Я скоро поняла, что, если буду вести себя тихо, не требовать внимания и, главное, приносить пользу – особенно с малышкой Лорой: сидеть с ней, качать колыбельку, баюкать (Лора с трудом засыпала и быстро просыпалась), – мне разрешат находиться в одной комнате с мамой. А иначе тут же выставят. И я на это согласилась: на молчание, на услужливость.
А следовало визжать. Закатывать истерики. Как говорит Рини, смазывают только скрипящее колесо.
(На ночном столике матери – фотография в серебряной рамке: я в темном платье с белым кружевным воротником – неуклюже и свирепо стискиваю вязаное белое одеяльце; осуждающе уставилась в объектив или на того, кто фотографирует. Лоры на снимке почти не видно. Только детская пушистая макушка и крошечная ручка, вцепившаяся в мой большой палец. Сержусь ли я, что меня оставили держать маленькую сестру, или, напротив, ее защищаю? Держу и не хочу отпускать?)
Лора была беспокойным ребенком, хотя скорее встревоженным, чем капризным. И совсем крошкой тоже беспокоилась. Она переживала из-за дверок шкафа, из-за ящиков комода. Словно все время прислушивалась к чему-то далекому или спрятанному этажом ниже – и оно воздушным поездом беззвучно приближалось. У нее случались непостижимые трагедии: она заливалась слезами при виде мертвой вороны, попавшей под машину кошки или набежавшей на небо тучки. С другой стороны, Лора необыкновенно стоически переносила физическую боль и обычно не плакала, когда обжигала рот или резалась. Враждебность – враждебность Вселенной – вот от чего она страдала.
Особенно остро она реагировала на искалеченных ветеранов – на тех, кто праздно шатался по улице, продавал карандаши или попрошайничал, не в силах заняться чем-то путным. Один свирепый красномордый безногий мужик, что разъезжал на плоской тележке, отталкиваясь от тротуара руками, всегда доводил ее до слез. Наверное, потому, что глаза у него были яростные.
Как большинство маленьких детей, Лора верила, что слова значат то, что значат, но у нее это доходило до абсурда. Ей нельзя было сказать: да провались ты или пойди утопись, потому что последствия могли быть очень серьезными. Ну что ты еще Лоре сказала? Совсем ничему не учишься, – бранилась Рини. Но даже она порой попадалась. Как-то она велела Лоре прикусить язычок, и после та несколько дней не могла жевать.

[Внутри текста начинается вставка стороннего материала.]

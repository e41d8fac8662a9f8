//! Abridged framing: a 1-or-4-byte length prefix, lengths in 4-byte units.

use layer_crypto::CryptoContext;

use super::FrameLimits;
use crate::error::CodecError;
use crate::ring_buffer::RingBuffer;

/// Marker byte signaling the 3-byte extended length form follows.
const LONG_FORM_MARKER: u8 = 0x7f;

enum Phase {
    WaitLen1,
    WaitLen3 { ack: bool },
    WaitPayload { ack: bool, len: usize },
}

/// Abridged variant decode/encode state.
pub struct AbridgedCodec {
    phase: Phase,
    limits: FrameLimits,
}

impl AbridgedCodec {
    pub fn new(limits: FrameLimits) -> Self {
        Self { phase: Phase::WaitLen1, limits }
    }

    /// Attempt to produce one frame from whatever is currently buffered.
    pub fn decode(
        &mut self,
        rb: &mut RingBuffer,
        crypto: &mut CryptoContext,
    ) -> Result<Option<(bool, Vec<u8>)>, CodecError> {
        loop {
            match self.phase {
                Phase::WaitLen1 => {
                    let peeked = rb.peek(1);
                    if peeked.is_empty() {
                        return Ok(None);
                    }
                    let mut byte = [peeked[0]];
                    crypto.decrypt(&mut byte);
                    rb.discard(1);

                    let ack = byte[0] & 0x80 != 0;
                    let low7 = byte[0] & 0x7f;
                    if low7 == LONG_FORM_MARKER {
                        self.phase = Phase::WaitLen3 { ack };
                    } else {
                        let len = low7 as usize * 4;
                        self.limits.validate(len)?;
                        self.phase = Phase::WaitPayload { ack, len };
                    }
                }
                Phase::WaitLen3 { ack } => {
                    let peeked = rb.peek(3);
                    if peeked.len() < 3 {
                        return Ok(None);
                    }
                    let mut buf = [peeked[0], peeked[1], peeked[2]];
                    crypto.decrypt(&mut buf);
                    rb.discard(3);

                    let words = buf[0] as usize | (buf[1] as usize) << 8 | (buf[2] as usize) << 16;
                    let len = words * 4;
                    self.limits.validate(len)?;
                    self.phase = Phase::WaitPayload { ack, len };
                }
                Phase::WaitPayload { ack, len } => {
                    let peeked = rb.peek(len as isize);
                    if peeked.len() < len {
                        return Ok(None);
                    }
                    let mut payload = peeked.to_vec();
                    crypto.decrypt(&mut payload);
                    rb.discard(len);

                    self.phase = Phase::WaitLen1;
                    return Ok(Some((ack, payload)));
                }
            }
        }
    }

    /// Encode `payload` (whose length must be a multiple of 4) into a wire
    /// frame. The ack flag is never set on encode; this server never
    /// requests quick-acks from its peer.
    pub fn encode(&self, payload: &[u8], crypto: &mut CryptoContext) -> Vec<u8> {
        debug_assert_eq!(payload.len() % 4, 0, "Abridged payload must be a multiple of 4 bytes");
        let words = payload.len() / 4;

        let mut out = Vec::with_capacity(4 + payload.len());
        if words < LONG_FORM_MARKER as usize {
            out.push(words as u8);
        } else {
            out.push(LONG_FORM_MARKER);
            out.push((words & 0xff) as u8);
            out.push(((words >> 8) & 0xff) as u8);
            out.push(((words >> 16) & 0xff) as u8);
        }
        out.extend_from_slice(payload);
        crypto.encrypt(&mut out);
        out
    }
}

Сейчас я перейду к маминой смерти. Если скажу, что это событие перевернуло нашу жизнь, получится банально, но так и было, и потому я напишу здесь:
Это событие перевернуло нашу жизнь.
Случилось это во вторник. В день, когда пекли хлеб. Весь наш хлеб, которого хватало на целую неделю, выпекался на кухне в Авалоне. В Порт-Тикондероге уже завелась небольшая булочная, но Рини говорила, что готовый хлеб – для лентяев, а булочник добавляет в него мел, чтобы сберечь муку, и больше дрожжей: хлеб становится рыхлее, и кажется, что его больше, чем на самом деле. В общем, Рини пекла хлеб сама.
Кухня Авалона не была темной – не закопченная викторианская нора тридцатилетней давности. Напротив, она сияла белизной – белые стены, белый эмалированный стол, белая плита, черно-белая плитка на полу; на новых больших окнах бледно-желтые шторы. (Кухню перестроили после войны – один из робких искупительных отцовских подарков маме.) Рини считала кухню последним писком моды и, наслушавшись от мамы о зловещих микробах и их убежищах, содержала кухню в безукоризненной чистоте.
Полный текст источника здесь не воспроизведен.